Running an AI agent against a real website is harder than it sounds. The moment your agent fires up a headless browser, most major sites detect the automation signal and block it before a single task completes. Browser Use just shipped a ground-up rebuild of its cloud browser infrastructure that attacks this problem at the kernel level, not with patches on top of stock Chromium.

What actually shipped

The new stack is built on a custom Chromium fork, a Firecracker fork, and a custom Linux kernel. That's three layers of infrastructure Browser Use now owns and maintains themselves, rather than renting from third parties. It runs on bare metal, costs $0.02 per hour, starts in under a second, and can handle up to 10,000 concurrent browsers.
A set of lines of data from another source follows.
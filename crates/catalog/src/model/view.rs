// SPDX-License-Identifier: AGPL-3.0-or-later
// Copyright (c) 2025 Gridbase

use gridbase_type::{ColumnId, TableId, ViewId};
use serde::{Deserialize, Serialize};

use crate::model::FilterTree;

/// A saved filter/sort/visible-column configuration over a table. A view
/// never mutates the table; it only changes what is applied at read time.
#[derive(Clone, Debug, PartialEq, Serialize, Deserialize)]
pub struct ViewMeta {
	pub id: ViewId,
	pub fk_table_id: TableId,
	pub title: String,
	/// Per-view column overrides, in view order.
	pub columns: Vec<ViewColumn>,
	pub filter: Option<FilterTree>,
	pub sorts: Vec<Sort>,
}

#[derive(Clone, Debug, PartialEq, Serialize, Deserialize)]
pub struct ViewColumn {
	pub column_id: ColumnId,
	pub show: bool,
	pub order: u32,
	pub width: Option<u32>,
}

impl ViewColumn {
	pub fn visible(column_id: impl Into<ColumnId>, order: u32) -> Self {
		Self {
			column_id: column_id.into(),
			show: true,
			order,
			width: None,
		}
	}
}

#[derive(Clone, Debug, PartialEq, Serialize, Deserialize)]
pub struct Sort {
	pub column_id: ColumnId,
	pub direction: SortDirection,
}

#[derive(Clone, Copy, Debug, PartialEq, Eq, Serialize, Deserialize)]
#[serde(rename_all = "lowercase")]
pub enum SortDirection {
	Asc,
	Desc,
}

impl SortDirection {
	pub fn sql(&self) -> &'static str {
		match self {
			SortDirection::Asc => "asc",
			SortDirection::Desc => "desc",
		}
	}
}
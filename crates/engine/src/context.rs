// SPDX-License-Identifier: AGPL-3.0-or-later
// Copyright (c) 2025 Gridbase

use std::time::Duration;

/// Request scope an engine instance operates under. The engine itself is
/// request-scoped; only the metadata cache is shared between requests.
#[derive(Clone, Debug, Default)]
pub struct EngineContext {
	pub workspace_id: String,
	pub base_id: String,
	/// Upper bound for any single driver round-trip. `None` waits
	/// indefinitely.
	pub timeout: Option<Duration>,
}

impl EngineContext {
	pub fn new(workspace_id: impl Into<String>, base_id: impl Into<String>) -> Self {
		Self {
			workspace_id: workspace_id.into(),
			base_id: base_id.into(),
			timeout: None,
		}
	}

	pub fn with_timeout(mut self, timeout: Duration) -> Self {
		self.timeout = Some(timeout);
		self
	}
}
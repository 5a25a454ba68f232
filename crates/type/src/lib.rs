// SPDX-License-Identifier: AGPL-3.0-or-later
// Copyright (c) 2025 Gridbase

#![cfg_attr(not(debug_assertions), deny(warnings))]

pub mod error;
mod id;
mod uidt;
mod value;

pub use error::{ConfigError, ResolveError};
pub use id::{ColumnId, SourceId, TableId, ViewId};
pub use uidt::{AbstractType, RollupFn, Uidt};
pub use value::Value;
The new pricing is more than 3x cheaper than the previous offering, which puts it at a price point where browser time becomes a rounding error even across thousands of agent sessions. The infrastructure is live now and applies to all cloud browsers on the Browser Use Cloud.

The stealth problem is worse than most people think

The bottleneck for agents is not their intelligence. On most websites users care about, agents get blocked by a CAPTCHA or an antibot challenge. Browser Use collected 300,000 security check events from production traffic, and the data made it clear: agent intelligence and browser stealth are orthogonal. You need to measure them separately.